— Task requirements —
The answer consists of one number: how many lines of the data below include the string "StubSampler".
□ □ □ □ □ □ □
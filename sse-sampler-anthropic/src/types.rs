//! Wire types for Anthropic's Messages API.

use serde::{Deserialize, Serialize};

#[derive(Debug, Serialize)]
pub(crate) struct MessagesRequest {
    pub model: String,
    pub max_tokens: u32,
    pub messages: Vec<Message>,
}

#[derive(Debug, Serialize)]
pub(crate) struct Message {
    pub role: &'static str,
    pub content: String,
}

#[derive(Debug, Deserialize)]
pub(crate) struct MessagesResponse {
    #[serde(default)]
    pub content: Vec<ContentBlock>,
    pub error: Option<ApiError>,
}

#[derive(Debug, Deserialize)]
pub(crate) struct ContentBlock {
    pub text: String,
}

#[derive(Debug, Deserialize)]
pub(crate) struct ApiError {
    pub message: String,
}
□ □ □ □ □ □ □
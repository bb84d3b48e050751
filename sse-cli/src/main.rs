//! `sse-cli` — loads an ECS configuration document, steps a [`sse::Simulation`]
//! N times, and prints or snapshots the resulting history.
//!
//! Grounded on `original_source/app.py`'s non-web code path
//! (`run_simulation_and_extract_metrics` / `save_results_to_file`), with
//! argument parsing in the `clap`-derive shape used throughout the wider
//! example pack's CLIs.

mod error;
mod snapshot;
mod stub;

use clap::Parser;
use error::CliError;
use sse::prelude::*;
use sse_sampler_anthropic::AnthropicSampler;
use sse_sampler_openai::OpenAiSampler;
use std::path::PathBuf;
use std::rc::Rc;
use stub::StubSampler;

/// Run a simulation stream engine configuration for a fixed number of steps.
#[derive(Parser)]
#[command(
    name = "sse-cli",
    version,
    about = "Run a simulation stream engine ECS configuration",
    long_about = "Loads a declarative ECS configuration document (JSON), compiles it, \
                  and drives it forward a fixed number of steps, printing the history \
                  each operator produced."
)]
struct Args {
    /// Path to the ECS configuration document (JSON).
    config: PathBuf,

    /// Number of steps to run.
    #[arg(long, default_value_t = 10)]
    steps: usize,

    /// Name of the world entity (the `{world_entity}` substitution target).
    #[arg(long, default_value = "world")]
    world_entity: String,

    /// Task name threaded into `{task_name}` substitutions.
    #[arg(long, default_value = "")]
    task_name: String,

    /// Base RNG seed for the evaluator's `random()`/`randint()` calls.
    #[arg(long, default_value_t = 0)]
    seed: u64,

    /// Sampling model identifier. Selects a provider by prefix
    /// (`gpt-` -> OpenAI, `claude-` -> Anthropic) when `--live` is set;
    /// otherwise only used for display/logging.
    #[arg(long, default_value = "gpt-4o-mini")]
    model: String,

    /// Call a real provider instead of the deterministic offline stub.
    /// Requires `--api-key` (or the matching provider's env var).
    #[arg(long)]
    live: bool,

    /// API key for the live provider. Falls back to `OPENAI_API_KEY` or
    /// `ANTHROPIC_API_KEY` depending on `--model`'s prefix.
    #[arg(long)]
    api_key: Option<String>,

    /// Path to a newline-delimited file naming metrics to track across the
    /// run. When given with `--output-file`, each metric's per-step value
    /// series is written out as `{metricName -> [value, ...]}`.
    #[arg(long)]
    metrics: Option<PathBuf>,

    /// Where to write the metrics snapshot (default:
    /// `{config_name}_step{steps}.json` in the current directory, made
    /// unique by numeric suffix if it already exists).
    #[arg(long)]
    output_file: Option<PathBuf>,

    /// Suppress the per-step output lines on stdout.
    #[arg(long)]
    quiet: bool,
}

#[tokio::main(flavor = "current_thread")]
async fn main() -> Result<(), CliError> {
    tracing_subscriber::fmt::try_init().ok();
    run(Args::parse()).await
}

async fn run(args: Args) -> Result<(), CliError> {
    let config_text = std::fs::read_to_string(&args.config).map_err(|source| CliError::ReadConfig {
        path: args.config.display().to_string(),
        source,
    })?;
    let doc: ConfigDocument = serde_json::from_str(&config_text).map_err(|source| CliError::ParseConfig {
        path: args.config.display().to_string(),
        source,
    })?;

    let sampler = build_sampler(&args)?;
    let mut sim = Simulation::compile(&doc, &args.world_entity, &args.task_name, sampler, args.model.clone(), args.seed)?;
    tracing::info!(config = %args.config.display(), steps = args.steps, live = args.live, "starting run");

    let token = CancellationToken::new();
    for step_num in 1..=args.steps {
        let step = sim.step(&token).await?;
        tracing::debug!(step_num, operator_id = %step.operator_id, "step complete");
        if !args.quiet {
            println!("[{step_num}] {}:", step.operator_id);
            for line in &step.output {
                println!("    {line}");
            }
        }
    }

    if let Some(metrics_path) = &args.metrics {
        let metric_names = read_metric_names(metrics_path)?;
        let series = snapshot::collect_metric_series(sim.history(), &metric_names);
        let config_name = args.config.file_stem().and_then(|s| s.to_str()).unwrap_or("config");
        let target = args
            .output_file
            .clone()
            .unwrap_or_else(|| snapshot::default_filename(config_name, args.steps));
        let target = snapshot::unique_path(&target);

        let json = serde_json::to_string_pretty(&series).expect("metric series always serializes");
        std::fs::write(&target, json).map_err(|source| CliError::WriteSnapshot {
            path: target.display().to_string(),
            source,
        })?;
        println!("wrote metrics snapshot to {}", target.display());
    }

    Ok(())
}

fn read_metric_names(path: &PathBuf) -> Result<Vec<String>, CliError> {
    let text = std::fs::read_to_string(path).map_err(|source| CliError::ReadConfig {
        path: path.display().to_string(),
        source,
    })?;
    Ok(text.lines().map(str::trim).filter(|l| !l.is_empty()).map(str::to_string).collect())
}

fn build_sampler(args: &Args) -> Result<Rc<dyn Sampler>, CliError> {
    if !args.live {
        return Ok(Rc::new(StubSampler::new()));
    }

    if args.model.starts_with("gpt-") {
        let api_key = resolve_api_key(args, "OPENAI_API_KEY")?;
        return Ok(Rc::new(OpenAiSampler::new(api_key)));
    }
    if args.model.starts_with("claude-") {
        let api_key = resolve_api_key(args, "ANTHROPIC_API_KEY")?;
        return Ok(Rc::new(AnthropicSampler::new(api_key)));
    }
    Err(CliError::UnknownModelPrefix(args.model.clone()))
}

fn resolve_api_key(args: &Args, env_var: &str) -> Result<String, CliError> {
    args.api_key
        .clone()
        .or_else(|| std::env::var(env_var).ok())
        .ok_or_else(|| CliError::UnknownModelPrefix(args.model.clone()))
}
□ □ □ □ □ □ □
— Written response —
2